Des études antérieures avaient déjà prouvé que les femmes étaient plus résistantes au stress, bien que la cause n'en soit pas connue. Les scientifiques de l'UB ont mené une expérience avec de jeunes rats femelles, qu'ils ont exposés pendant une semaine à des situations difficiles et stressantes, mais non dangereuses, similaires à celles vécues par les humains, et ont fait de même avec les jeunes mâles.

Lorsque les chercheurs ont manipulé la quantité d'oestrogène dans le cerveau, ils ont réussi à amener les hommes à mieux réagir au stress.

Ils ont observé que, si la mémoire à court terme des hommes était affectée, les femmes n’avaient aucun problème à se souvenir et à reconnaître les objets qui leur avaient été présentés auparavant.

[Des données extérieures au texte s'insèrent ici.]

//! Progress controller
//!
//! A thread-safe publish/subscribe counter tracking bytes processed
//! against a total. Every update notifies the registered listeners
//! synchronously, and a trailing window of samples is kept to derive
//! throughput and time remaining.

use std::collections::VecDeque;
use std::sync::atomic::{AtomicU64, Ordering};
use std::sync::{Arc, Mutex, MutexGuard, PoisonError, Weak};
use std::time::{Duration, Instant};

/// Default trailing window for speed estimation
pub const DEFAULT_SPEED_WINDOW: Duration = Duration::from_secs(3);

/// Point-in-time view of a controller
#[derive(Debug, Clone, Copy, PartialEq, Eq)]
pub struct ProgressSnapshot {
    /// Units processed so far
    pub progress: u64,
    /// Total units expected
    pub total: u64,
}

impl ProgressSnapshot {
    /// Completion percentage (0.0 when the total is unknown)
    pub fn percent(&self) -> f64 {
        if self.total == 0 {
            0.0
        } else {
            (self.progress as f64 / self.total as f64) * 100.0
        }
    }
}

/// How to move the progress value
#[derive(Debug, Clone, Copy, PartialEq, Eq)]
pub enum Advance {
    /// Set to an absolute value
    To(u64),
    /// Add to the current value
    By(u64),
}

/// Identifies a registered listener
#[derive(Debug, Clone, Copy, PartialEq, Eq, Hash)]
pub struct ListenerId(u64);

type Listener = Arc<dyn Fn(ProgressSnapshot) + Send + Sync>;

#[derive(Debug)]
struct State {
    progress: u64,
    total: u64,
    history: VecDeque<(Instant, i128)>,
}

/// Progress counter with listeners and rolling speed estimation
pub struct ProgressController {
    state: Mutex<State>,
    listeners: Mutex<Vec<(ListenerId, Listener)>>,
    next_listener: AtomicU64,
    window: Duration,
}

impl ProgressController {
    /// Create a controller with the default speed window
    pub fn new() -> Self {
        Self::with_window(DEFAULT_SPEED_WINDOW)
    }

    /// Create a controller with a custom speed window
    pub fn with_window(window: Duration) -> Self {
        Self {
            state: Mutex::new(State {
                progress: 0,
                total: 0,
                history: VecDeque::new(),
            }),
            listeners: Mutex::new(Vec::new()),
            next_listener: AtomicU64::new(0),
            window,
        }
    }

    /// Apply an update, then notify every listener
    pub fn update(&self, advance: Option<Advance>, total: Option<u64>) {
        let snapshot = {
            let mut state = self.lock_state();
            if let Some(advance) = advance {
                let next = match advance {
                    Advance::To(value) => value,
                    Advance::By(delta) => state.progress.saturating_add(delta),
                };
                let delta = i128::from(next) - i128::from(state.progress);
                state.progress = next;
                state.history.push_back((Instant::now(), delta));
            }
            if let Some(total) = total {
                state.total = total;
            }
            ProgressSnapshot {
                progress: state.progress,
                total: state.total,
            }
        };
        self.notify(snapshot);
    }

    /// Add `delta` to the progress
    pub fn advance(&self, delta: u64) {
        self.update(Some(Advance::By(delta)), None);
    }

    /// Set the progress to an absolute value
    pub fn set_progress(&self, progress: u64) {
        self.update(Some(Advance::To(progress)), None);
    }

    /// Set the total
    pub fn set_total(&self, total: u64) {
        self.update(None, Some(total));
    }

    /// Current progress value
    pub fn progress(&self) -> u64 {
        self.lock_state().progress
    }

    /// Current total
    pub fn total(&self) -> u64 {
        self.lock_state().total
    }

    /// Current progress and total
    pub fn snapshot(&self) -> ProgressSnapshot {
        let state = self.lock_state();
        ProgressSnapshot {
            progress: state.progress,
            total: state.total,
        }
    }

    /// Completion percentage (0.0 when the total is unknown)
    pub fn percent(&self) -> f64 {
        self.snapshot().percent()
    }

    /// Average units per second over the trailing window
    ///
    /// Samples older than the window are pruned first. Returns `None`
    /// with fewer than two samples left or no elapsed time between them.
    pub fn speed(&self) -> Option<f64> {
        let mut state = self.lock_state();
        let now = Instant::now();
        while let Some(&(at, _)) = state.history.front() {
            if now.duration_since(at) > self.window {
                state.history.pop_front();
            } else {
                break;
            }
        }

        if state.history.len() < 2 {
            return None;
        }

        let (first, _) = state.history[0];
        let (last, _) = state.history[state.history.len() - 1];
        let elapsed = last.duration_since(first).as_secs_f64();
        if elapsed <= 0.0 {
            return None;
        }

        let moved: i128 = state.history.iter().skip(1).map(|&(_, delta)| delta).sum();
        Some(moved as f64 / elapsed)
    }

    /// Estimated time until `progress == total`
    pub fn remain(&self) -> Option<Duration> {
        let speed = self.speed()?;
        if speed <= 0.0 {
            return None;
        }
        let snapshot = self.snapshot();
        let left = snapshot.total.saturating_sub(snapshot.progress);
        Duration::try_from_secs_f64(left as f64 / speed).ok()
    }

    /// Register a listener; it is called immediately with the current state
    pub fn subscribe<F>(&self, listener: F) -> ListenerId
    where
        F: Fn(ProgressSnapshot) + Send + Sync + 'static,
    {
        let id = ListenerId(self.next_listener.fetch_add(1, Ordering::Relaxed));
        let listener: Listener = Arc::new(listener);
        listener(self.snapshot());
        self.lock_listeners().push((id, listener));
        id
    }

    /// Remove a listener; returns false if it was not registered
    pub fn unsubscribe(&self, id: ListenerId) -> bool {
        let mut listeners = self.lock_listeners();
        let before = listeners.len();
        listeners.retain(|(lid, _)| *lid != id);
        listeners.len() != before
    }

    /// Number of registered listeners
    pub fn listener_count(&self) -> usize {
        self.lock_listeners().len()
    }

    /// Mirror every update of `source` into this controller
    ///
    /// Only a weak reference to `self` is captured, so the mirror stops
    /// silently once this controller is dropped.
    pub fn sync_from(self: &Arc<Self>, source: &ProgressController) -> ListenerId {
        let target: Weak<ProgressController> = Arc::downgrade(self);
        source.subscribe(move |snapshot| {
            if let Some(target) = target.upgrade() {
                target.update(Some(Advance::To(snapshot.progress)), Some(snapshot.total));
            }
        })
    }

    fn notify(&self, snapshot: ProgressSnapshot) {
        // Listeners run without any lock held so they may call back in.
        let listeners: Vec<Listener> = self
            .lock_listeners()
            .iter()
            .map(|(_, l)| Arc::clone(l))
            .collect();
        for listener in listeners {
            listener(snapshot);
        }
    }

    fn lock_state(&self) -> MutexGuard<'_, State> {
        self.state.lock().unwrap_or_else(PoisonError::into_inner)
    }

    fn lock_listeners(&self) -> MutexGuard<'_, Vec<(ListenerId, Listener)>> {
        self.listeners.lock().unwrap_or_else(PoisonError::into_inner)
    }
}

impl Default for ProgressController {
    fn default() -> Self {
        Self::new()
    }
}

impl std::fmt::Debug for ProgressController {
    fn fmt(&self, f: &mut std::fmt::Formatter<'_>) -> std::fmt::Result {
        let snapshot = self.snapshot();
        f.debug_struct("ProgressController")
            .field("progress", &snapshot.progress)
            .field("total", &snapshot.total)
            .field("window", &self.window)
            .finish()
    }
}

La détérioration de la capacité de mémorisation résulte d'une altération de la capacité de signalisation du récepteur du glutamate dans la zone du cerveau qui contrôle la mémoire de travail, l'attention, les émotions et la prise de décision, entre autres processus, et le stress influence la perte de récepteurs du glutamate chez les jeunes hommes, alors que, selon le nouveau travail, ce même récepteur est intact chez les femmes soumises à un stress.

Les scientifiques de l'UB ont manipulé la quantité d'œstrogène produite dans le cerveau et ont permis aux hommes de mieux réagir au stress que les femmes, en vérifiant également que le stress les affectait lorsque la signalisation des œstrogènes était bloquée dans le cerveau des femmes. négativement

Zhen Yan, professeur au département de physiologie et de biophysique de la faculté de médecine et de sciences biomédicales de l'Université de Boston, et auteur principal de cette recherche, a expliqué que si un composé similaire à l'œstrogène était découvert et qu'il ne causait pas d'effets secondaires, il pourrait développer un traitement efficace contre les problèmes causés par le stress chez les hommes, car même si le stress n'est pas un trouble psychiatrique, il peut devenir un déclencheur de ce type de pathologies chez les personnes vulnérables.

Questions et réponses n°76 - www.regenere.org (Septembre 2019).